Data for review:
Content starts

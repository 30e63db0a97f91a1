//! Locating a folder that holds records for the current hierarchy.

use std::fs;
use std::path::{Path, PathBuf};

use cad_model::Hierarchy;

use crate::error::{Result, StoreError};
use crate::layout::StoreLayout;

/// Whether `folder` holds a record for at least one container.
pub fn folder_matches(layout: &StoreLayout, folder: &Path, hierarchy: &Hierarchy) -> bool {
    hierarchy
        .containers()
        .iter()
        .any(|c| layout.record_path(folder, &c.name).is_file())
}

/// Checks `base`, then its immediate subfolders in name order, returning the
/// first that matches. A missing `base` yields `None`.
pub fn find_matching_folder(
    layout: &StoreLayout,
    base: &Path,
    hierarchy: &Hierarchy,
) -> Result<Option<PathBuf>> {
    if !base.is_dir() {
        return Ok(None);
    }
    if folder_matches(layout, base, hierarchy) {
        return Ok(Some(base.to_path_buf()));
    }

    let entries = fs::read_dir(base).map_err(|e| StoreError::Io {
        operation: "list",
        path: base.to_path_buf(),
        source: e,
    })?;
    let mut subfolders: Vec<PathBuf> = entries
        .filter_map(std::result::Result::ok)
        .map(|entry| entry.path())
        .filter(|path| path.is_dir())
        .collect();
    subfolders.sort();

    let found = subfolders
        .into_iter()
        .find(|folder| folder_matches(layout, folder, hierarchy));
    if let Some(folder) = &found {
        tracing::debug!("Matched saved template folder {}", folder.display());
    }
    Ok(found)
}

#[cfg(test)]
mod tests {
    use super::*;
    use cad_model::{Container, ExternalId};
    use tempfile::tempdir;

    fn site() -> Hierarchy {
        Hierarchy::new(vec![Container::new(ExternalId::from_raw(1), "Site.dwg")])
    }

    #[test]
    fn one_matching_file_is_enough() {
        let dir = tempdir().unwrap();
        let layout = StoreLayout::default();
        assert!(!folder_matches(&layout, dir.path(), &site()));
        fs::write(dir.path().join("Site.dwg.json"), "{}").unwrap();
        assert!(folder_matches(&layout, dir.path(), &site()));
    }

    #[test]
    fn searches_subfolders_in_order() {
        let dir = tempdir().unwrap();
        let layout = StoreLayout::default();
        for name in ["b-template", "a-other", "c-template"] {
            fs::create_dir(dir.path().join(name)).unwrap();
        }
        fs::write(dir.path().join("b-template").join("Site.dwg.json"), "{}").unwrap();
        fs::write(dir.path().join("c-template").join("Site.dwg.json"), "{}").unwrap();

        let found = find_matching_folder(&layout, dir.path(), &site()).unwrap();
        assert_eq!(found, Some(dir.path().join("b-template")));
    }

    #[test]
    fn missing_base_is_not_an_error() {
        let dir = tempdir().unwrap();
        let found =
            find_matching_folder(&StoreLayout::default(), &dir.path().join("nope"), &site())
                .unwrap();
        assert_eq!(found, None);
    }
}
//! Logging infrastructure using `tracing` and `tracing-subscriber`.
//!
//! # Log Levels
//!
//! - `error`: failed batches (rolled back) and failed save/load
//! - `warn`: unresolved line patterns, dropped stored values
//! - `info`: batch, save and load summaries
//! - `debug`: skipped entities, template redirects, folder matching
//! - `trace`: transaction begin/commit

use std::fs::OpenOptions;
use std::io::{self, Write};
use std::path::PathBuf;
use std::sync::{Arc, Mutex};

use serde::{Deserialize, Serialize};
use tracing::level_filters::LevelFilter;
use tracing_subscriber::{
    EnvFilter,
    fmt::{self, MakeWriter},
    layer::SubscriberExt,
    util::SubscriberInitExt,
};

/// Crates whose events pass the configured level.
const CRATES: &[&str] = &["cad", "cad_cli", "cad_core", "cad_model", "cad_store"];

#[derive(Debug, Clone)]
pub struct LogConfig {
    pub level_filter: LevelFilter,
    /// Let `RUST_LOG` override `level_filter`.
    pub use_env_filter: bool,
    pub with_timestamps: bool,
    /// Include the module path.
    pub with_target: bool,
    pub with_ansi: bool,
    pub format: LogFormat,
    /// Write to this file instead of stderr.
    pub log_file: Option<PathBuf>,
}

/// Log output format.
#[derive(Debug, Clone, Copy, Default, PartialEq, Eq, Serialize, Deserialize)]
#[serde(rename_all = "lowercase")]
pub enum LogFormat {
    /// Human-readable with colors.
    #[default]
    Pretty,
    /// Single line per event.
    Compact,
    /// For machine parsing.
    Json,
}

impl Default for LogConfig {
    fn default() -> Self {
        Self {
            level_filter: LevelFilter::WARN,
            use_env_filter: true,
            with_timestamps: false,
            with_target: false,
            with_ansi: true,
            format: LogFormat::default(),
            log_file: None,
        }
    }
}

/// Initialize the global tracing subscriber. Call once at startup.
///
/// # Errors
///
/// Returns an error if the log file cannot be opened.
pub fn init_logging(config: &LogConfig) -> io::Result<()> {
    if let Some(path) = &config.log_file {
        let file = OpenOptions::new().create(true).append(true).open(path)?;
        init_logging_with_writer(config, SharedFileWriter::new(file));
    } else {
        init_logging_with_writer(config, io::stderr);
    }
    Ok(())
}

/// Initialize logging with a custom writer.
pub fn init_logging_with_writer<W>(config: &LogConfig, writer: W)
where
    W: for<'writer> MakeWriter<'writer> + Send + Sync + 'static,
{
    let filter = build_env_filter(config);

    match config.format {
        LogFormat::Json => {
            let layer = fmt::layer()
                .json()
                .with_writer(writer)
                .with_target(config.with_target)
                .with_span_events(fmt::format::FmtSpan::CLOSE);
            tracing_subscriber::registry()
                .with(filter)
                .with(layer)
                .init();
        }
        LogFormat::Compact => {
            let layer = fmt::layer()
                .compact()
                .with_writer(writer)
                .with_ansi(config.with_ansi)
                .with_target(config.with_target);
            if config.with_timestamps {
                tracing_subscriber::registry()
                    .with(filter)
                    .with(layer)
                    .init();
            } else {
                tracing_subscriber::registry()
                    .with(filter)
                    .with(layer.without_time())
                    .init();
            }
        }
        LogFormat::Pretty => {
            let layer = fmt::layer()
                .with_writer(writer)
                .with_ansi(config.with_ansi)
                .with_target(config.with_target);
            if config.with_timestamps {
                tracing_subscriber::registry()
                    .with(filter)
                    .with(layer)
                    .init();
            } else {
                tracing_subscriber::registry()
                    .with(filter)
                    .with(layer.without_time())
                    .init();
            }
        }
    }
}

#[derive(Clone)]
struct SharedFileWriter {
    file: Arc<Mutex<std::fs::File>>,
}

impl SharedFileWriter {
    fn new(file: std::fs::File) -> Self {
        Self {
            file: Arc::new(Mutex::new(file)),
        }
    }
}

struct SharedFileGuard {
    file: Arc<Mutex<std::fs::File>>,
}

impl Write for SharedFileGuard {
    fn write(&mut self, buf: &[u8]) -> io::Result<usize> {
        let mut guard = self
            .file
            .lock()
            .map_err(|_| io::Error::other("log file lock poisoned"))?;
        guard.write(buf)
    }

    fn flush(&mut self) -> io::Result<()> {
        let mut guard = self
            .file
            .lock()
            .map_err(|_| io::Error::other("log file lock poisoned"))?;
        guard.flush()
    }
}

impl<'a> MakeWriter<'a> for SharedFileWriter {
    type Writer = SharedFileGuard;

    fn make_writer(&'a self) -> Self::Writer {
        SharedFileGuard {
            file: Arc::clone(&self.file),
        }
    }
}

fn build_env_filter(config: &LogConfig) -> EnvFilter {
    let default_filter = || {
        let level = config.level_filter.to_string().to_lowercase();
        let directives = CRATES
            .iter()
            .map(|name| format!("{name}={level}"))
            .collect::<Vec<_>>()
            .join(",");
        EnvFilter::new(format!("warn,{directives}"))
    };
    if config.use_env_filter {
        EnvFilter::try_from_default_env().unwrap_or_else(|_| default_filter())
    } else {
        default_filter()
    }
}
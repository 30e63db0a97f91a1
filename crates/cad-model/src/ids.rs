//! Stable identities for objects owned by the rendering target.
//!
//! The target hands out its own handle types; hosts convert them into these
//! once, at the boundary, and every other layer works with the opaque values.

use std::fmt;

use serde::{Deserialize, Serialize};

macro_rules! opaque_id {
    ($(#[$meta:meta])* $name:ident) => {
        $(#[$meta])*
        #[derive(
            Debug, Clone, Copy, PartialEq, Eq, PartialOrd, Ord, Hash, Serialize, Deserialize,
        )]
        #[serde(transparent)]
        pub struct $name(u64);

        impl $name {
            pub const fn from_raw(raw: u64) -> Self {
                Self(raw)
            }

            pub const fn raw(self) -> u64 {
                self.0
            }
        }

        impl fmt::Display for $name {
            fn fmt(&self, f: &mut fmt::Formatter<'_>) -> fmt::Result {
                write!(f, "{}", self.0)
            }
        }
    };
}

opaque_id!(
    /// Handle of a container or sub-item inside the rendering target.
    ExternalId
);

opaque_id!(
    /// Handle of a view (or view template) inside the rendering target.
    ViewId
);

opaque_id!(
    /// Handle of a line pattern in the target's pattern catalog.
    PatternId
);

#[cfg(test)]
mod tests {
    use super::*;

    #[test]
    fn ids_serialize_as_plain_numbers() {
        let json = serde_json::to_string(&ExternalId::from_raw(42)).unwrap();
        assert_eq!(json, "42");
        let back: ViewId = serde_json::from_str("7").unwrap();
        assert_eq!(back.raw(), 7);
    }
}
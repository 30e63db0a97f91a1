//! The rendering target the hierarchy is displayed against.
//!
//! Hosts implement [`RenderTarget`] over their own object model. All calls
//! happen on the thread that owns the target; writes are only valid inside
//! a transaction (see [`crate::transaction`]).

use cad_model::{ExternalId, OverrideRecord, PatternId, ViewId};

use crate::error::TargetResult;

/// A sub-item as enumerated by the target.
#[derive(Debug, Clone, PartialEq, Eq)]
pub struct SubItemInfo {
    pub id: ExternalId,
    pub name: String,
}

/// A container and its sub-items as enumerated by the target.
#[derive(Debug, Clone, PartialEq, Eq)]
pub struct ContainerInfo {
    pub id: ExternalId,
    pub name: String,
    pub sub_items: Vec<SubItemInfo>,
}

pub trait RenderTarget {
    fn view_name(&self, view: ViewId) -> TargetResult<String>;

    /// Containers (and their sub-items) visible in the scope of `view`.
    fn enumerate_entities(&self, view: ViewId) -> TargetResult<Vec<ContainerInfo>>;

    /// The template governing `view`, if any.
    fn resolve_template(&self, view: ViewId) -> TargetResult<Option<ViewId>>;

    fn is_hidden(&self, view: ViewId, id: ExternalId) -> TargetResult<bool>;

    fn set_hidden(&mut self, view: ViewId, id: ExternalId, hidden: bool) -> TargetResult<()>;

    fn get_overrides(&self, view: ViewId, id: ExternalId) -> TargetResult<OverrideRecord>;

    fn set_overrides(
        &mut self,
        view: ViewId,
        id: ExternalId,
        record: &OverrideRecord,
    ) -> TargetResult<()>;

    /// Case-insensitive lookup in the line-pattern catalog.
    fn find_pattern_id_by_name(&self, name: &str) -> Option<PatternId>;

    fn pattern_name(&self, id: PatternId) -> Option<String>;

    /// Names of every line pattern in the catalog.
    fn line_patterns(&self) -> Vec<String>;

    fn begin_transaction(&mut self, name: &str) -> TargetResult<()>;

    fn commit_transaction(&mut self) -> TargetResult<()>;

    fn rollback_transaction(&mut self);
}

/// The view writes (and reads) of `view` actually land on: its template when
/// one governs it, otherwise the view itself.
pub fn effective_view<T: RenderTarget + ?Sized>(target: &T, view: ViewId) -> TargetResult<ViewId> {
    Ok(target.resolve_template(view)?.unwrap_or(view))
}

Content ends

Work to complete:
Take the line above containing "assert!(!folder_matches(&layout, dir.path(), &site()));", the line containing "the configured level.", and all lines in between, and copy them exactly without anything else.

Finished exercise:
        assert!(!folder_matches(&layout, dir.path(), &site()));
        fs::write(dir.path().join("Site.dwg.json"), "{}").unwrap();
        assert!(folder_matches(&layout, dir.path(), &site()));
    }

    #[test]
    fn searches_subfolders_in_order() {
        let dir = tempdir().unwrap();
        let layout = StoreLayout::default();
        for name in ["b-template", "a-other", "c-template"] {
            fs::create_dir(dir.path().join(name)).unwrap();
        }
        fs::write(dir.path().join("b-template").join("Site.dwg.json"), "{}").unwrap();
        fs::write(dir.path().join("c-template").join("Site.dwg.json"), "{}").unwrap();

        let found = find_matching_folder(&layout, dir.path(), &site()).unwrap();
        assert_eq!(found, Some(dir.path().join("b-template")));
    }

    #[test]
    fn missing_base_is_not_an_error() {
        let dir = tempdir().unwrap();
        let found =
            find_matching_folder(&StoreLayout::default(), &dir.path().join("nope"), &site())
                .unwrap();
        assert_eq!(found, None);
    }
}
//! Logging infrastructure using `tracing` and `tracing-subscriber`.
//!
//! # Log Levels
//!
//! - `error`: failed batches (rolled back) and failed save/load
//! - `warn`: unresolved line patterns, dropped stored values
//! - `info`: batch, save and load summaries
//! - `debug`: skipped entities, template redirects, folder matching
//! - `trace`: transaction begin/commit

use std::fs::OpenOptions;
use std::io::{self, Write};
use std::path::PathBuf;
use std::sync::{Arc, Mutex};

use serde::{Deserialize, Serialize};
use tracing::level_filters::LevelFilter;
use tracing_subscriber::{
    EnvFilter,
    fmt::{self, MakeWriter},
    layer::SubscriberExt,
    util::SubscriberInitExt,
};

/// Crates whose events pass the configured level.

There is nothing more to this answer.